Re: [PATCH] x86/resctrl: Fix mbm_setup_overflow_handler() when last CPU goes offline

From: Reinette Chatre <reinette.chatre@intel.com>
To: Tony Luck <tony.luck@intel.com>, Borislav Petkov <bp@alien8.de>
Cc: Fenghua Yu <fenghua.yu@intel.com>,
	Maciej Wieczor-Retman <maciej.wieczor-retman@intel.com>,
	Peter Newman <peternewman@google.com>,
	James Morse <james.morse@arm.com>,
	Babu Moger <babu.moger@amd.com>,
	"Drew Fustini" <dfustini@baylibre.com>, <x86@kernel.org>,
	<linux-kernel@vger.kernel.org>, <patches@lists.linux.dev>
Subject: Re: [PATCH] x86/resctrl: Fix mbm_setup_overflow_handler() when last CPU goes offline
Date: Wed, 27 Mar 2024 15:37:19 -0700	[thread overview]
Message-ID: <c53d6abd-5dbe-4edf-89c0-abbea0df1f1c@intel.com> (raw)
In-Reply-To: <20240327184619.236057-1-tony.luck@intel.com>

Hi Tony,

Thank you very much for taking a closer look at this.

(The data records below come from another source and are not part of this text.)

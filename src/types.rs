//! Core value types for the watch protocol.
//!
//! # Types
//!
//! - **[`Revision`]**: opaque version token a client reports holding
//! - **[`WatchRequest`]**: validated description of a conditional long-poll
//!
//! Both are plain, immutable data records. A `WatchRequest` is created once
//! per inbound request and handed straight to the long-poll mechanism; it is
//! never stored, cached, or shared beyond that request's lifetime.

use crate::error::{Result, WatchError};
use serde::{Deserialize, Serialize};
use std::fmt;
use std::time::Duration;

/// An opaque token identifying a point in a resource's change history.
///
/// The string form is captured as-is from the `If-None-Match` header; its
/// internal structure, equality, and ordering semantics are owned by the
/// external versioning system, not by this crate. Construction only rejects
/// tokens that cannot possibly name a revision: empty strings and strings
/// containing control characters.
///
/// # Examples
///
/// ```
/// use watch_axum_http::Revision;
///
/// let rev = Revision::new("1-abcdef").unwrap();
/// assert_eq!(rev.as_str(), "1-abcdef");
///
/// assert!(Revision::new("").is_err());
/// ```
#[derive(Debug, Clone, PartialEq, Eq, Hash, Serialize, Deserialize)]
#[serde(transparent)]
pub struct Revision(String);

impl Revision {
    /// Construct a revision from its external string form.
    ///
    /// # Errors
    ///
    /// Returns [`WatchError`] if the token is empty or contains control
    /// characters.
    pub fn new(value: impl Into<String>) -> Result<Self> {
        let value = value.into();
        if value.is_empty() || value.chars().any(char::is_control) {
            return Err(WatchError::invalid_revision(value));
        }
        Ok(Revision(value))
    }

    /// The revision token as received from the client.
    #[inline]
    #[must_use]
    pub fn as_str(&self) -> &str {
        &self.0
    }
}

impl fmt::Display for Revision {
    fn fmt(&self, f: &mut fmt::Formatter<'_>) -> fmt::Result {
        f.write_str(&self.0)
    }
}

impl std::str::FromStr for Revision {
    type Err = WatchError;

    fn from_str(s: &str) -> Result<Self> {
        Revision::new(s)
    }
}

/// A validated conditional long-poll request.
///
/// Describes what a watching client is asking for: the last revision it has
/// observed and how long the server may hold the connection open before
/// answering "no change". Produced by [`parse_watch_request`] and consumed by
/// a downstream long-poll mechanism; this crate never observes the timeout
/// itself.
///
/// Invariant: `timeout_millis() > 0` always. The default, applied when the
/// client sends no `Prefer` header, is 120,000 ms.
///
/// [`parse_watch_request`]: crate::protocol::parse_watch_request
#[derive(Debug, Clone, PartialEq, Eq, Serialize, Deserialize)]
pub struct WatchRequest {
    last_known_revision: Revision,
    timeout_millis: u64,
}

impl WatchRequest {
    /// Create a watch request from an already-validated revision and timeout.
    ///
    /// Callers must supply a positive timeout; [`parse_watch_request`]
    /// guarantees this for parsed requests.
    ///
    /// [`parse_watch_request`]: crate::protocol::parse_watch_request
    #[must_use]
    pub fn new(last_known_revision: Revision, timeout_millis: u64) -> Self {
        debug_assert!(timeout_millis > 0);
        WatchRequest {
            last_known_revision,
            timeout_millis,
        }
    }

    /// The revision the client reports holding.
    #[inline]
    #[must_use]
    pub fn last_known_revision(&self) -> &Revision {
        &self.last_known_revision
    }

    /// Maximum time in milliseconds the server should wait before responding
    /// with "no newer revision". Always positive.
    #[inline]
    #[must_use]
    pub fn timeout_millis(&self) -> u64 {
        self.timeout_millis
    }

    /// The timeout as a [`Duration`], for handing to timer APIs.
    ///
    /// # Examples
    ///
    /// ```
    /// use watch_axum_http::{Revision, WatchRequest};
    /// use std::time::Duration;
    ///
    /// let watch = WatchRequest::new(Revision::new("1-abcdef").unwrap(), 30_000);
    /// assert_eq!(watch.timeout(), Duration::from_secs(30));
    /// ```
    #[inline]
    #[must_use]
    pub fn timeout(&self) -> Duration {
        Duration::from_millis(self.timeout_millis)
    }
}

#[cfg(test)]
mod tests {
    use super::*;

    #[test]
    fn test_revision_roundtrip() {
        let rev = Revision::new("1-abcdef").unwrap();
        assert_eq!(rev.as_str(), "1-abcdef");
        assert_eq!(rev.to_string(), "1-abcdef");
    }

    #[test]
    fn test_revision_rejects_empty() {
        assert!(Revision::new("").is_err());
    }

    #[test]
    fn test_revision_rejects_control_characters() {
        assert!(Revision::new("1-ab\u{0}cd").is_err());
        assert!(Revision::new("1-ab\ncd").is_err());
    }

    #[test]
    fn test_revision_from_str() {
        let rev: Revision = "42".parse().unwrap();
        assert_eq!(rev.as_str(), "42");
    }

    #[test]
    fn test_watch_request_accessors() {
        let watch = WatchRequest::new(Revision::new("v7").unwrap(), 5_000);
        assert_eq!(watch.last_known_revision().as_str(), "v7");
        assert_eq!(watch.timeout_millis(), 5_000);
        assert_eq!(watch.timeout(), Duration::from_secs(5));
    }
}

On 3/27/2024 11:46 AM, Tony Luck wrote:
> Don't bother looking for another CPU to take over MBM overflow duties
> when the last CPU in a domain goes offline. Doing so results in this
> Oops:
> 
> [   97.166136] BUG: kernel NULL pointer dereference, address: 0000000000000000
> [   97.173118] #PF: supervisor read access in kernel mode
> [   97.178263] #PF: error_code(0x0000) - not-present page
> [   97.183410] PGD 0
> [   97.185438] Oops: 0000 [#1] PREEMPT SMP NOPTI
> [   97.189805] CPU: 36 PID: 235 Comm: cpuhp/36 Tainted: G                T  6.9.0-rc1 #356
> [   97.208322] RIP: 0010:__find_nth_andnot_bit+0x66/0x110
> 
> Fixes: 978fcca954cb ("x86/resctrl: Allow overflow/limbo handlers to be scheduled on any-but CPU")
> Signed-off-by: Tony Luck <tony.luck@intel.com>
> ---
>  arch/x86/kernel/cpu/resctrl/monitor.c | 4 ++++
>  1 file changed, 4 insertions(+)
> 
> diff --git a/arch/x86/kernel/cpu/resctrl/monitor.c b/arch/x86/kernel/cpu/resctrl/monitor.c
> index 757d475158a3..4d9987acffd6 100644
> --- a/arch/x86/kernel/cpu/resctrl/monitor.c
> +++ b/arch/x86/kernel/cpu/resctrl/monitor.c
> @@ -929,6 +929,10 @@ void mbm_setup_overflow_handler(struct rdt_domain *dom, unsigned long delay_ms,
>  	unsigned long delay = msecs_to_jiffies(delay_ms);
>  	int cpu;
>  
> +	/* Nothing to do if this is the last CPU in a domain going offline */
> +	if (!delay_ms && bitmap_weight(cpumask_bits(&dom->cpu_mask), nr_cpu_ids) == 1)
> +		return;
> +
>  	/*
>  	 * When a domain comes online there is no guarantee the filesystem is
>  	 * mounted. If not, there is no need to catch counter overflow.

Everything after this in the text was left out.